Der Kampf um sein Leben hatte begonnen.
Es handelte sich hierbei um eine chronische Bauchspeicheldrüsenentzündung.
Nach zwei Wochen wurde erneut ein Test durchgeführt.
Wir waren nun sehr zuversichtlich, denn der Wert der Bauchspeicheldrüse hatte sich ein wenig gebessert.
Also hieß es weitermachen mit Infusion und Schmerzmitteln.
Doch am nächsten Tag ging es Charly ersichtlich schlechter. Er verkroch sich.
Schleppte sich unruhig hin und her, lag auf der Seite mit aufgerissenem Mäulchen, krampfte.
Sofort rief ich die Tierärztin an.
Doch in den fünf Minuten bis zu ihrem Eintreffen, verstarb er mir in meinen Armen.
Sie konnte nur noch seinen Tod feststellen.

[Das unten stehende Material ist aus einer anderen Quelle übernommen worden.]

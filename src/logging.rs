//! Tracing subscriber setup for the binary.

use tracing_subscriber::EnvFilter;

/// Filter used when `RUST_LOG` is unset or invalid.
pub const DEFAULT_LOG_FILTER: &str = "chatstream=info";

/// Install a stderr `fmt` subscriber filtered by `RUST_LOG`.
///
/// Safe to call more than once; later calls are no-ops.
pub fn init_logging() {
    let filter = EnvFilter::try_from_default_env()
        .unwrap_or_else(|_| EnvFilter::new(DEFAULT_LOG_FILTER));

    let _ = tracing_subscriber::fmt()
        .with_env_filter(filter)
        .with_writer(std::io::stderr)
        .with_target(false)
        .try_init();
}
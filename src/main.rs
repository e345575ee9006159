use chatstream::cli::{parse_args, run_cli_command};
use chatstream::config::ClientConfig;
use chatstream::logging::init_logging;

use color_eyre::Result;

#[tokio::main]
async fn main() -> Result<()> {
    color_eyre::install()?;
    init_logging();

    let command = parse_args(std::env::args());
    run_cli_command(command, ClientConfig::from_env()).await
}
//! Command-line argument parsing for the chatstream CLI.

use std::path::PathBuf;

/// Usage text printed by `--help` and after a parse error.
pub const USAGE: &str = "\
usage: chatstream <command>

commands:
  login <username> <password>            sign in and store the session
  logout                                 sign out and forget the session
  whoami                                 show the signed-in user
  conversations                          list conversations
  chat [--conversation <id>] <message>   send a message and stream the reply
  render <file>                          render a markdown file to HTML
  --version, -V                          show version information";

/// Parsed CLI command to execute.
#[derive(Debug, Clone, PartialEq)]
pub enum CliCommand {
    /// Show version information
    Version,
    /// Show usage
    Help,
    Login { username: String, password: String },
    Logout,
    WhoAmI,
    Conversations,
    /// Send a message and stream the reply to stdout
    Chat {
        conversation: Option<String>,
        message: String,
    },
    /// Render a markdown file to HTML on stdout
    Render { path: PathBuf },
    /// Arguments that do not form a command
    Invalid(String),
}

/// Parse command-line arguments and return the appropriate command.
///
/// # Examples
///
/// ```
/// use chatstream::cli::args::{parse_args, CliCommand};
///
/// let args = vec!["chatstream".to_string(), "--version".to_string()];
/// assert_eq!(parse_args(args.into_iter()), CliCommand::Version);
/// ```
pub fn parse_args<I>(args: I) -> CliCommand
where
    I: Iterator<Item = String>,
{
    // Skip the program name
    let mut args = args.skip(1);
    let Some(command) = args.next() else {
        return CliCommand::Help;
    };
    let rest: Vec<String> = args.collect();

    match command.as_str() {
        "--version" | "-V" => CliCommand::Version,
        "--help" | "-h" | "help" => CliCommand::Help,
        "login" => match rest.as_slice() {
            [username, password] => CliCommand::Login {
                username: username.clone(),
                password: password.clone(),
            },
            _ => CliCommand::Invalid("login expects <username> <password>".to_string()),
        },
        "logout" => no_operands(rest, CliCommand::Logout),
        "whoami" => no_operands(rest, CliCommand::WhoAmI),
        "conversations" => no_operands(rest, CliCommand::Conversations),
        "chat" => parse_chat(rest),
        "render" => match rest.as_slice() {
            [path] => CliCommand::Render { path: path.into() },
            _ => CliCommand::Invalid("render expects <file>".to_string()),
        },
        other => CliCommand::Invalid(format!("unknown command: {}", other)),
    }
}

fn no_operands(rest: Vec<String>, command: CliCommand) -> CliCommand {
    if rest.is_empty() {
        command
    } else {
        CliCommand::Invalid(format!("unexpected argument: {}", rest[0]))
    }
}

/// `chat [--conversation <id>] <message...>`; message words are joined.
fn parse_chat(rest: Vec<String>) -> CliCommand {
    let mut conversation = None;
    let mut words = Vec::new();
    let mut iter = rest.into_iter();

    while let Some(arg) = iter.next() {
        match arg.as_str() {
            "--conversation" | "-c" => match iter.next() {
                Some(id) => conversation = Some(id),
                None => {
                    return CliCommand::Invalid("--conversation expects an id".to_string());
                }
            },
            _ => words.push(arg),
        }
    }

    let message = words.join(" ");
    if message.trim().is_empty() {
        return CliCommand::Invalid("chat expects a message".to_string());
    }
    CliCommand::Chat {
        conversation,
        message,
    }
}
use serde::{Deserialize, Serialize};

use super::User;

/// Body of `POST /auth/login`.
#[derive(Debug, Clone, Serialize, Deserialize, PartialEq)]
pub struct LoginRequest {
    pub username: String,
    pub password: String,
}

impl LoginRequest {
    pub fn new(username: impl Into<String>, password: impl Into<String>) -> Self {
        Self {
            username: username.into(),
            password: password.into(),
        }
    }
}

/// Body of `POST /auth/register`.
#[derive(Debug, Clone, Serialize, Deserialize, PartialEq)]
pub struct RegisterRequest {
    pub username: String,
    pub password: String,
    #[serde(default, skip_serializing_if = "Option::is_none")]
    pub email: Option<String>,
}

/// Response of the login and register endpoints.
#[derive(Debug, Clone, Serialize, Deserialize, PartialEq)]
pub struct AuthResponse {
    #[serde(alias = "access_token")]
    pub token: String,
    pub user: User,
}

/// Body of `POST /chat` and `POST /chat/stream`.
#[derive(Debug, Clone, Serialize, Deserialize, PartialEq)]
pub struct ChatRequest {
    pub message: String,
    #[serde(default, skip_serializing_if = "Option::is_none")]
    pub conversation_id: Option<String>,
}

impl ChatRequest {
    pub fn new(message: impl Into<String>) -> Self {
        Self {
            message: message.into(),
            conversation_id: None,
        }
    }

    pub fn in_conversation(mut self, conversation_id: impl Into<String>) -> Self {
        self.conversation_id = Some(conversation_id.into());
        self
    }
}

Das Herrchen der beiden Katzen war schon einige Tage aus dem Urlaub zurück,
er hatte sich kein einziges Mal während dieser Zeit nach den beiden Tieren erkundigt.
Katzen sind ja so robust, hieß es immer von ihm. Hätte er auf meine ermahnenden Worte gehört,
wäre er regelmäßig zum Tierarzt gegangen, hätte Charly vielleicht noch leben können.
Vor allen Dingen muss es ihm aufgefallen sein, dass der Kater große Schmerzen hatte.
Wenn es sich wie hier, um eine chronische Krankheit handelt, ist es ein langer schleichender Prozess.
Emmy Lou ist noch immer bei uns, sie soll nicht so elendig umkommen müssen wie ihr Katzenkumpel.
Das Tiere viel Geld kosten können, sollte jedem Menschen klar sein.
Wir haben schließlich die Verantwortung übernommen,d as sollte sich jeder sehr genau überlegen,
bevor er ein Tier aufnimmt.
Nur leider kann man niemandem hinter die Stirn schauen.